Сенсационность закона сильно преувеличена. Его противники в упор не замечают тот факт, что законы о «комендантском часе» уже работали как минимум в 15 регионах, в том числе в Москве. Принципиально новым стало расширение возраста — если раньше ограничения касались детей до 14, максимум — до 16 лет, то сейчас разрешили угнетать в улично-клубных правах всех несовершеннолетних. 17-летний перво-, а то и второкурсник оказался приравненным к восьмикласснику, ему искусственно продлили детство.
Ничего хорошего в этом напоминании о статусе, скорее всего, нет. Но выбор не между приятным и неприятным, — выбор между живым и мертвым.
III.
Казалось бы, стоило приветствовать — Россия выступила эпигоном западного охранительного опыта. Однако ж нет, противники закона говорят прямо: не должно свиному рылу российского ювенального энтузиазма вписываться в калашный ряд цивилизованного мира. Израильский или американский мент — отец родной, а российский — насильник и уголовник. Негодования в СМИ и интернете достигли накала, когда упившаяся скотина майор Евсюков расстрелял покупателей в супермаркете.
Дискуссии обозначили как минимум несколько горячих точек кипения. Первое — запредельное отношение к милиции. Кажется, милицию уже больше невозможно демонизировать, нет маневра, нет такого изысканного греха, которым (в народном сознании) не обладали бы правоохранители. Второе — поразительное равнодушие к проблематике так называемых «трудных» или «неблагополучных подростков», для которых, собственно, и принимался закон, — они практически исключены из общественного дискурса, видимо, как «конченые» и не заслуживающие государственной заботы. И третье — невероятное благодушие в отношении собственных детей.
Спор родителей-прогрессистов и родителей-охранителей меж собою легче всего описать в категориях разных подходов к воспитанию, свободы и охранительства, доверия и контроля, — однако менее всего это педагогический спор. Это конфликт интересов благополучных и неблагополучных детей. Больше всего в неприятии «комендантского часа» не ужаса перед грядущими тяготами вечерней жизни детей (которые, несомненно, возникнут, — но пока же они выглядят как минимум разрешаемыми), сколько непреклонного самодовольства существующим положением вещей. «И так хорошо». Есть аргументы, казалось бы, ослепительные: в Кузбассе за год работы закона о комендантском часе преступность несовершеннолетних снизилась на 11 процентов, ну это ладно, — но вот количество преступлений в отношении самих несовершеннолетних снизилось на 59 процентов! Стоит вдуматься: за этими цифрами — живые дети: не убитые, не изнасилованные, не подвергшиеся и избежавшие. Какое-то количество физически выживших детей.

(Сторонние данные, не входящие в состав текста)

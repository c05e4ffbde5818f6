//! # Flexural and Shrinkage Reinforcement
//!
//! Sizes main bars for every moment location and the perpendicular
//! shrinkage/temperature bars, per 12 in design strip.
//!
//! ## Procedure (per location)
//!
//! 1. `Ru = Mu·12 / (b·d²)`, Mu in kip-ft, d = t - 1 in
//! 2. `term = 2·Ru / (0.85·φ·f'c)`; above 1 the section is over-reinforced
//! 3. `ρ = (0.85·φ·f'c / fy) · (1 - √(1 - term))`, `As = ρ·b·d`
//! 4. `As,min = 0.0018·b·t`, `As = max(As, As,min)`
//! 5. Main spacing `s = A_bar / As · 12`, capped at 2t, rounded to nearest inch
//!    (ties to even)
//! 6. Shrinkage spacing `s = 0.11 / (0.5·As,min) · 12`, capped at 5t, rounded down
//!
//! A rounded spacing never exceeds its cap: when the cap is not a whole
//! number it is taken down to the inch below.
//!
//! Ru is reported in the units the formula above produces (Mu carried in kip
//! units); step 2 uses it as-is.

use serde::{Deserialize, Serialize};
use tracing::{debug, warn};

use crate::calculations::moment_coefficients::{MomentLocation, SpanMoments};
use crate::errors::{CalcError, CalcResult, InfeasibleLocation};
use crate::materials::MaterialSet;
use crate::rounding::{round3, round_sig};
use crate::settings::DesignSettings;
use crate::units::{KipFt, KipIn};

/// Spacing of a bar set, before and after the code cap and rounding.
#[derive(Debug, Clone, PartialEq, Serialize, Deserialize)]
pub struct BarSpacing {
    /// Spacing from required area alone (in)
    pub theoretical_in: f64,

    /// Code maximum spacing (in)
    pub limit_in: f64,

    /// Whole-inch spacing to detail (in)
    pub spacing_in: f64,

    /// True when the code maximum governed
    pub limited: bool,

    /// e.g. "(limited to 2×t = 18 in)"
    pub note: Option<String>,
}

impl BarSpacing {
    fn capped(theoretical_in: f64, limit_factor: f64, thickness_in: f64, round: fn(f64) -> f64) -> Self {
        let limit_in = limit_factor * thickness_in;
        let limited = theoretical_in > limit_in;
        let spacing = if limited { limit_in } else { theoretical_in };
        BarSpacing {
            theoretical_in,
            limit_in,
            spacing_in: round(spacing).min(limit_in.floor()),
            limited,
            note: limited.then(|| format!("(limited to {}×t = {} in)", limit_factor, limit_in)),
        }
    }
}

/// Reinforcement at a single moment location.
///
/// ## JSON Example
///
/// ```json
/// {
///   "location": "C",
///   "moment_kipft": 5.02,
///   "ru_ksi": 0.0784,
///   "rho": 0.001324,
///   "as_required_in2": 0.127,
///   "as_min_in2": 0.194,
///   "as_final_in2": 0.194,
///   "bar_designation": "#4",
///   "main_spacing": { "theoretical_in": 12.12, "limit_in": 18.0, "spacing_in": 12.0, "limited": false, "note": null },
///   "main_callout": "@ 12 in C/C",
///   "shrinkage_spacing": { "theoretical_in": 13.58, "limit_in": 45.0, "spacing_in": 13.0, "limited": false, "note": null },
///   "shrinkage_callout": "#3 @ 13 in C/C"
/// }
/// ```
#[derive(Debug, Clone, PartialEq, Serialize, Deserialize)]
pub struct LocationReinforcement {
    pub location: MomentLocation,

    /// Design moment Mu (kip-ft/ft)
    pub moment_kipft: f64,

    /// Strength coefficient Ru
    pub ru_ksi: f64,

    /// Required reinforcement ratio (4 significant figures)
    pub rho: f64,

    /// Steel area required for flexure (in²/ft)
    pub as_required_in2: f64,

    /// Shrinkage/temperature minimum (in²/ft)
    pub as_min_in2: f64,

    /// Governing steel area (in²/ft)
    pub as_final_in2: f64,

    /// Main bar, e.g. "#4"
    pub bar_designation: String,

    pub main_spacing: BarSpacing,

    /// e.g. "@ 12 in C/C"
    pub main_callout: String,

    pub shrinkage_spacing: BarSpacing,

    /// e.g. "#3 @ 13 in C/C"
    pub shrinkage_callout: String,
}

/// Reinforcement for one span, locations in the same order as its moments
#[derive(Debug, Clone, PartialEq, Serialize, Deserialize)]
pub struct SpanReinforcement {
    /// 1-based span number
    pub span: usize,

    pub locations: Vec<LocationReinforcement>,
}

impl SpanReinforcement {
    pub fn get(&self, location: MomentLocation) -> Option<&LocationReinforcement> {
        self.locations.iter().find(|r| r.location == location)
    }
}

/// Section constants shared by every location of a run
#[derive(Debug, Clone, Copy)]
struct Section {
    thickness_in: f64,
    b_in: f64,
    d_in: f64,
    phi: f64,
    fc_ksi: f64,
    fy_ksi: f64,
    bar_area_in2: f64,
}

/// Required reinforcement ratio, or the offending `term` when it exceeds 1.
///
/// ```rust
/// use slab_core::calculations::reinforcement::required_rho;
///
/// let rho = required_rho(0.0784, 4.0, 60.0, 0.9).unwrap();
/// assert!((rho - 0.001324).abs() < 1e-5);
///
/// // Demand far beyond the section: no real solution
/// assert!(required_rho(2.0, 4.0, 60.0, 0.9).is_err());
/// ```
pub fn required_rho(ru: f64, fc_ksi: f64, fy_ksi: f64, phi: f64) -> Result<f64, f64> {
    let capacity = 0.85 * phi * fc_ksi;
    let term = 2.0 * ru / capacity;
    // NaN (from overflowed inputs) has no solution either
    if term > 1.0 || term.is_nan() {
        return Err(term);
    }
    Ok((capacity / fy_ksi) * (1.0 - (1.0 - term).sqrt()))
}

/// Effective depth d = t - depth to steel, rejecting slabs with no depth left.
pub fn effective_depth_in(thickness_in: f64, settings: &DesignSettings) -> CalcResult<f64> {
    let d = thickness_in - settings.depth_to_steel_in;
    if !(d.is_finite() && d > 0.0) {
        return Err(CalcError::InvalidEffectiveDepth {
            thickness_in,
            effective_depth_in: d,
        });
    }
    Ok(d)
}

/// Design main and shrinkage steel for every span and location.
///
/// Every location is checked. If any is infeasible the whole run fails with a
/// single [`CalcError::DesignInfeasible`] listing all of them, so callers never
/// see a partial result.
pub fn design_reinforcement(
    spans: &[SpanMoments],
    thickness_in: f64,
    materials: &MaterialSet,
    settings: &DesignSettings,
) -> CalcResult<Vec<SpanReinforcement>> {
    let section = Section {
        thickness_in,
        b_in: settings.strip_width_in,
        d_in: effective_depth_in(thickness_in, settings)?,
        phi: settings.phi_flexure,
        fc_ksi: materials.fc_ksi,
        fy_ksi: materials.fy_ksi,
        bar_area_in2: materials.bar.area_in2(),
    };
    let bar_designation = materials.bar.designation();

    let mut failures = Vec::new();
    let mut result = Vec::with_capacity(spans.len());

    for span in spans {
        let mut locations = Vec::with_capacity(span.moments.len());
        for (location, moment) in span.moments.iter() {
            match design_location(location, moment, &section, &bar_designation, settings) {
                Ok(design) => locations.push(design),
                Err(term) => {
                    warn!(span = span.span, %location, moment, term, "section over-reinforced");
                    failures.push(InfeasibleLocation {
                        span: span.span,
                        location,
                        moment_kipft: moment,
                        term,
                    });
                }
            }
        }
        result.push(SpanReinforcement {
            span: span.span,
            locations,
        });
    }

    if !failures.is_empty() {
        return Err(CalcError::DesignInfeasible { failures });
    }
    Ok(result)
}

fn design_location(
    location: MomentLocation,
    moment_kipft: f64,
    section: &Section,
    bar_designation: &str,
    settings: &DesignSettings,
) -> Result<LocationReinforcement, f64> {
    let Section {
        thickness_in,
        b_in,
        d_in,
        ..
    } = *section;

    let mu: KipIn = KipFt(moment_kipft).into();
    let ru = mu.value() / (b_in * d_in.powi(2));
    let rho = required_rho(ru, section.fc_ksi, section.fy_ksi, section.phi)?;

    let as_required = rho * b_in * d_in;
    let as_min = settings.min_steel_ratio * b_in * thickness_in;
    let as_final = as_required.max(as_min);

    let main_spacing = BarSpacing::capped(
        (section.bar_area_in2 / as_final) * b_in,
        settings.main_spacing_limit_factor,
        thickness_in,
        f64::round_ties_even,
    );

    let as_shrink = 0.5 * as_min;
    let shrinkage_spacing = BarSpacing::capped(
        (settings.shrinkage_bar_area_in2 / as_shrink) * b_in,
        settings.shrinkage_spacing_limit_factor,
        thickness_in,
        f64::floor,
    );

    if main_spacing.limited {
        debug!(%location, limit_in = main_spacing.limit_in, "main bar spacing capped");
    }

    Ok(LocationReinforcement {
        location,
        moment_kipft: round3(moment_kipft),
        ru_ksi: round3(ru),
        rho: round_sig(rho, 4),
        as_required_in2: round3(as_required),
        as_min_in2: round3(as_min),
        as_final_in2: round3(as_final),
        bar_designation: bar_designation.to_string(),
        main_callout: format!("@ {:.0} in C/C", main_spacing.spacing_in),
        main_spacing,
        shrinkage_callout: format!(
            "#{} @ {:.0} in C/C",
            settings.shrinkage_bar_number, shrinkage_spacing.spacing_in
        ),
        shrinkage_spacing,
    })
}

Реальность такова, что единственной эффективной мерой внушения для небрежных родителей становится товарищ МРОТ. В Кузбассе объявили штраф для попустительствующих родителей — от 1 до 3 минимальных зарплат; для владельцев злачных заведений, поощряющих детское присутствие, — в пару десятков раз больше. И все, работает только репрессия, штраф, только логика убытка, — больше ничего.
Вопрос в том, готовы ли мы, относительно благопристойные родители (ну хочется думать про себя именно так) принять часть этой ответственности.
Мотив старинный, извечной: свету ли провалиться, или мне чаю не пить?
Проще всего назвать эту альтернативу ложной.
Вопрос приобретает любопытную этическую плоскость: готова ли я платить штраф за вечерние романтические прогулки своей дочери, зная, что только при этом порядке (ну, такова данность: сегодня — только при этом) вещей какое-то количество чужих детей наверняка убережется от насилия?
Я предпочла бы другой порядок вещей и другую социальную реальность, однако наши предпочтения вряд ли способны что-то изменить.
IV.
Хорошо над Москвою-рекой повстречать соловья на рассвете.
Но еще лучше — просто остаться в живых.
Может быть, и без соловья.
Поэтому мне, обывателю, совсем не важно, что думают о нравственности и духовности Госдума, Совет Федерации и Патриархия. Мне обывательски, эгоистически важно, чтобы пьющий и сидевший сосед Сидоров не выпустил вечером Сидорова-мл. погулять по родным Текстильщикам, — славного парня, собирающегося повторить папашу во всех его несомненных достоинствах. И скорее всего, он это сделает, потому что штраф в пересчете на поллитры потрясет его воображение.
Я думаю об этом с надеждой, проходя через толпу юных обкурков, сидящих в переходе на корточках, наблюдая за пивной одутловатостью пятнадцатилеток в полуночном супермаркете или — за тонкими, загорелыми девочками в последних электричках, бесстрашно шагающими в перронную тьму. И мне кажется, что там, в казенном мраке — в обезьяннике, спецприемнике, под сенью мышиных мундиров — их шансы на жизнь будут выше, пусть и совсем ненамного.